Jackson has seemed a little tentative but with each game he's settled in. But you can see the talent. He might have as much upside as anyone on the roster.

Having a strong bench can be very healthy for reasons other than the obvious. Hopefully they are bringing it like that in practice and it brings out the competitive fire the starters. In the starters defense the slow starts have mysteriously picked up as soon as Dickinson comes in. He is going to take some lumps banging with the bigs in the most physical and best conference in the country, but he really looks almost too good to be true for a freshman big man.

Gustavo Fring

December 7th, 2020 at 6:00 PM ^

Starters cannot matchup with Dickinson (no disrespect to Davis).  Livers probably wins the matchup with Johns and Smith would cause a lot (like a LOT) of problems for Zeb, but I think Brown and Williams can win the matchup with Brooks and Wagner.  

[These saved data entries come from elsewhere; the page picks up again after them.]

//! HTTP处理器

use axum::{
    extract::{Path, Query, State},
    http::{header, StatusCode},
    response::{IntoResponse, Json, Response},
};
use flow_admin::QueueMonitor;
use flow_core::{Department, FacilityState, FlowError, PatientIntake, PatientStatus, Priority};
use flow_queue::{QueueFilter, QueueService};
use serde::Deserialize;
use serde_json::json;
use std::sync::Arc;
use tracing::{error, info, warn};
use uuid::Uuid;

/// 处理器共享状态
#[derive(Clone)]
pub struct AppState {
    pub service: Arc<QueueService>,
    pub monitor: Arc<QueueMonitor>,
}

impl AppState {
    pub fn new(service: Arc<QueueService>, monitor: Arc<QueueMonitor>) -> Self {
        Self { service, monitor }
    }
}

/// 接口错误，包装 `FlowError` 并映射到 HTTP 状态码
#[derive(Debug)]
pub struct ApiError(pub FlowError);

impl From<FlowError> for ApiError {
    fn from(err: FlowError) -> Self {
        ApiError(err)
    }
}

impl From<anyhow::Error> for ApiError {
    fn from(err: anyhow::Error) -> Self {
        ApiError(FlowError::Internal(err.to_string()))
    }
}

pub type ApiResult<T> = std::result::Result<T, ApiError>;

/// API根路径处理器
pub async fn api_root() -> impl IntoResponse {
    Json(json!({
        "service": "Patient Flow API",
        "version": env!("CARGO_PKG_VERSION"),
        "status": "running",
        "endpoints": {
            "health": "/health",
            "metrics": "/metrics",
            "api": "/api/v1"
        }
    }))
}

/// 健康检查处理器
pub async fn health(State(state): State<AppState>) -> impl IntoResponse {
    Json(json!({
        "status": "healthy",
        "timestamp": chrono::Utc::now().to_rfc3339(),
        "uptime_secs": state.monitor.uptime_secs(),
        "version": env!("CARGO_PKG_VERSION")
    }))
}

/// Prometheus 指标
pub async fn metrics(State(state): State<AppState>) -> ApiResult<impl IntoResponse> {
    let stats = state.service.get_stats().await?;
    state.monitor.observe_stats(&stats);
    let recommendation = state.service.get_facility_recommendations().await?;
    state.monitor.observe_recommendation(&recommendation);

    let body = state.monitor.get_prometheus_metrics()?;
    Ok((
        [(header::CONTENT_TYPE, "text/plain; version=0.0.4")],
        body,
    ))
}

/// 登记患者
pub async fn create_patient(
    State(state): State<AppState>,
    Json(intake): Json<PatientIntake>,
) -> ApiResult<impl IntoResponse> {
    info!(
        "Admitting patient to {} with {} symptom(s)",
        intake.department,
        intake.symptoms.len()
    );

    let patient = state.service.add_patient(intake).await?;
    state.monitor.record_admission();

    Ok((StatusCode::CREATED, Json(patient)))
}

/// 查询单个患者
pub async fn get_patient(
    State(state): State<AppState>,
    Path(patient_id): Path<Uuid>,
) -> ApiResult<impl IntoResponse> {
    let patient = state.service.get_patient(patient_id).await?;
    Ok(Json(patient))
}

#[derive(Debug, Deserialize)]
pub struct StatusChangeRequest {
    pub status: PatientStatus,
}

/// 修改患者状态
pub async fn change_status(
    State(state): State<AppState>,
    Path(patient_id): Path<Uuid>,
    Json(request): Json<StatusChangeRequest>,
) -> ApiResult<impl IntoResponse> {
    match state.service.change_status(patient_id, request.status).await {
        Ok(patient) => {
            state.monitor.record_transition(request.status, true);
            Ok(Json(patient))
        }
        Err(e) => {
            if matches!(e, FlowError::InvalidTransition { .. }) {
                state.monitor.record_transition(request.status, false);
            }
            Err(e.into())
        }
    }
}

#[derive(Debug, Deserialize)]
pub struct PriorityRequest {
    /// 为空时按症状重新分类
    #[serde(default)]
    pub priority: Option<Priority>,
}

/// 调整患者优先级
pub async fn update_priority(
    State(state): State<AppState>,
    Path(patient_id): Path<Uuid>,
    Json(request): Json<PriorityRequest>,
) -> ApiResult<impl IntoResponse> {
    let patient = state
        .service
        .reprioritize(patient_id, request.priority)
        .await?;
    Ok(Json(patient))
}

/// 队列查询参数
#[derive(Debug, Default, Deserialize)]
pub struct QueueQueryParams {
    pub department: Option<Department>,
    pub status: Option<PatientStatus>,
    pub limit: Option<usize>,
    pub offset: Option<usize>,
}

impl From<QueueQueryParams> for QueueFilter {
    fn from(params: QueueQueryParams) -> Self {
        QueueFilter {
            department: params.department,
            status: params.status,
            limit: params.limit,
            offset: params.offset,
        }
    }
}

/// 队列快照
pub async fn get_queue(
    State(state): State<AppState>,
    Query(params): Query<QueueQueryParams>,
) -> ApiResult<impl IntoResponse> {
    let filter = QueueFilter::from(params);
    let snapshot = state.service.get_queue_snapshot(&filter).await?;
    Ok(Json(snapshot))
}

/// 资源配置建议
pub async fn get_recommendations(State(state): State<AppState>) -> ApiResult<impl IntoResponse> {
    let recommendation = state.service.get_facility_recommendations().await?;
    state.monitor.observe_recommendation(&recommendation);
    Ok(Json(recommendation))
}

/// 队列统计
pub async fn get_stats(State(state): State<AppState>) -> ApiResult<impl IntoResponse> {
    let stats = state.service.get_stats().await?;
    state.monitor.observe_stats(&stats);
    Ok(Json(stats))
}

/// 当前院区状态
pub async fn get_facility(State(state): State<AppState>) -> impl IntoResponse {
    Json(state.service.facility_state().await)
}

/// 更新院区状态
pub async fn update_facility(
    State(state): State<AppState>,
    Json(facility): Json<FacilityState>,
) -> ApiResult<impl IntoResponse> {
    let updated = state.service.update_facility_state(facility).await?;
    Ok(Json(updated))
}

/// 错误处理
impl IntoResponse for ApiError {
    fn into_response(self) -> Response {
        let status = match &self.0 {
            FlowError::Validation(_) => StatusCode::BAD_REQUEST,
            FlowError::NotFound(_) => StatusCode::NOT_FOUND,
            FlowError::InvalidTransition { .. } => StatusCode::CONFLICT,
            FlowError::Config(_)
            | FlowError::InvariantViolation(_)
            | FlowError::Internal(_) => StatusCode::INTERNAL_SERVER_ERROR,
        };

        if status.is_server_error() {
            error!("Request failed: {}", self.0);
        } else {
            warn!("Request rejected: {}", self.0);
        }

        let body = Json(json!({
            "error": true,
            "message": self.0.to_string(),
            "status": status.as_u16()
        }));

        (status, body).into_response()
    }
}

I like the bench, ultimately it's a lot of shooting and length surrounding a matchup nightmare in the post who is also a brilliant passer.  

bluebrains98

December 7th, 2020 at 4:18 PM ^

Zeb appears to me to be exploding with athleticism. But, he also appears to be bursting to prove he isn't the #3 freshman, which he is at the moment. He needs to slow his roll, share the ball more, and his opportunities will undoubtedly come.

Gustavo Fring

December 7th, 2020 at 5:55 PM ^

Would love to see Dickinson get 80% of the minutes but that seems ambitious given his size.  Even Teske only played 28 minutes his last two years, which is 70%.  I think if Dickinson can get up there I'd be happy.  I do think Johns should be eating into Davis' minutes at the 5 as well, especially if he can reduce the fouls.  

Blue Vet

December 7th, 2020 at 6:22 PM ^

I'm okay with Davis starting for 2 reasons:

1. Loyalty to a guy with loyalty to the program. If Davis is gone, the team's depth sinks.

2. Mess with other teams' minds when our "backup" center enters the game.